Moins de travail, plus de patients... Cinq ans après, les assistants médicaux ont-ils tenu leurs promesses ?
Si l'objectif des 10 000 contrats d'assistants médicaux signés n'a pas été atteint en 2024, la promesse d'une augmentation du nombre de patients suivis par les médecins généralistes semble tenue, avec une moyenne de 258 patients supplémentaires, si l'on en croit l'étude présentée par la caisse en décembre. Quels sont les freins qui demeurent ? Tous les médecins parviennent-ils vraiment à remplir leurs objectifs ? L'assistant médical est-il le remède miracle à la pénurie de médecins ? Egora a mené l'enquête pour mieux cerner la réalité derrière les chiffres.

"L'intuition de Nicolas Revel* était la bonne, maintenant on a la preuve que ça fonctionne." Plus de cinq ans après la création de l'aide à "l'embauche" d'un assistant médical**, l'heure est au bilan pour ce dispositif, censé libérer du temps médical. Et pour Marguerite Cazeneuve, numéro 2 de la Cnam, il est indéniablement positif. "Ça se vérifie sur tous les contrats", assure-t-elle à Egora. Des plus anciens au plus récents, "on n'a pas de contrat perdant, l'assistant médical, ça marche à tous les coups, si je puis dire".
Les chiffres présentés par la Cnam le 3 décembre dernier semblent confirmer les bénéfices tirés du dispositif par les premiers signataires***, ce qu'une étude avait montré dès 2022. "A l'époque, on nous avait dit : 'De toute façon, tous les médecins ont vu leur patientèle augmenter', retrace la directrice déléguée à l’organisation des soins. On a refait cette étude pour montrer que non seulement la patientèle des médecins ayant un assistant médical a augmenté dans l'absolu, mais aussi plus vite que la patientèle moyenne de tous les médecins."
En quatre ans, les 402 généralistes observés ont vu une hausse de 19.5% de leur patientèle, passant de 1318 patients MT en moyenne à 1576, révèle l'étude. C'est 11 points de plus que l'objectif moyen qui leur avait été fixé par la Cnam en contrepartie de l'aide financière.

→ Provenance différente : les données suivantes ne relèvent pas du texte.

//! SPI bus abstractions

/// SPI bus master
///
/// Chip select is not part of the bus; drivers own their CS pin and frame
/// transactions themselves.
pub trait SpiBus {
    /// Error type for SPI operations
    type Error;

    /// Write bytes, discarding whatever is clocked in
    fn write(&mut self, data: &[u8]) -> Result<(), Self::Error>;

    /// Write the buffer while reading into it
    fn transfer_in_place(&mut self, data: &mut [u8]) -> Result<(), Self::Error>;
}

/// SPI configuration
#[derive(Debug, Clone, Copy, PartialEq, Eq)]
#[cfg_attr(feature = "defmt", derive(defmt::Format))]
pub struct SpiConfig {
    /// Clock frequency in Hz
    pub frequency: u32,
    /// Clock polarity and phase
    pub mode: Mode,
}

impl Default for SpiConfig {
    /// SX127x-family radios: mode 0, 1 MHz
    fn default() -> Self {
        Self {
            frequency: 1_000_000,
            mode: Mode::Mode0,
        }
    }
}

/// SPI mode (combined polarity and phase)
#[derive(Debug, Clone, Copy, PartialEq, Eq)]
#[cfg_attr(feature = "defmt", derive(defmt::Format))]
pub enum Mode {
    /// CPOL=0, CPHA=0
    Mode0,
    /// CPOL=0, CPHA=1
    Mode1,
    /// CPOL=1, CPHA=0
    Mode2,
    /// CPOL=1, CPHA=1
    Mode3,
}

impl Mode {
    /// Clock idles high
    pub fn idle_high(self) -> bool {
        matches!(self, Mode::Mode2 | Mode::Mode3)
    }

    /// Data captured on the second clock transition
    pub fn capture_on_second(self) -> bool {
        matches!(self, Mode::Mode1 | Mode::Mode3)
    }
}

A titre de comparaison, la patientèle des médecins non signataires ne s'est accrue que de 6.6% sur la même période.
Même les généralistes dont l'activité initiale les plaçait au 95e percentile, ou au-delà, ont augmenté leur patientèle de 15.8% en moyenne, dépassant "largement" leur objectif qui était de la maintenir ou de l'accroître légèrement (+5%) pour ceux qui ont embauché un temps plein. "Ça booste particulièrement ceux qui avaient des petites patientèles mais en valeur absolue, c'est assez homogène, remarque Marguerite Cazeneuve. En moyenne, un assistant médical vous permet de prendre 260 patients en plus."
Patientèle et file active, des objectifs incompatibles
Mais tous les indicateurs ne sont pas au vert : l'étude révèle que globalement, les premiers généralistes signataires ne sont pas parvenus à atteindre leurs objectifs d'augmentation de la file active. En moyenne, le nombre de patients vus dans l'année a augmenté de 4.5%, en-deçà des +7.2% fixés par les contrats. Rien d'étonnant pour le Dr Richard Talbot, trésorier de la FMF. "Ces objectifs sont mutuellement incompatibles, pointe-t-il. Le bébé que vous prenez dans votre patientèle, il vous fait gagner une unité mais il vous prend 10 plages de consultation dans l'année, même chose pour les patients polypathologiques ou âgés."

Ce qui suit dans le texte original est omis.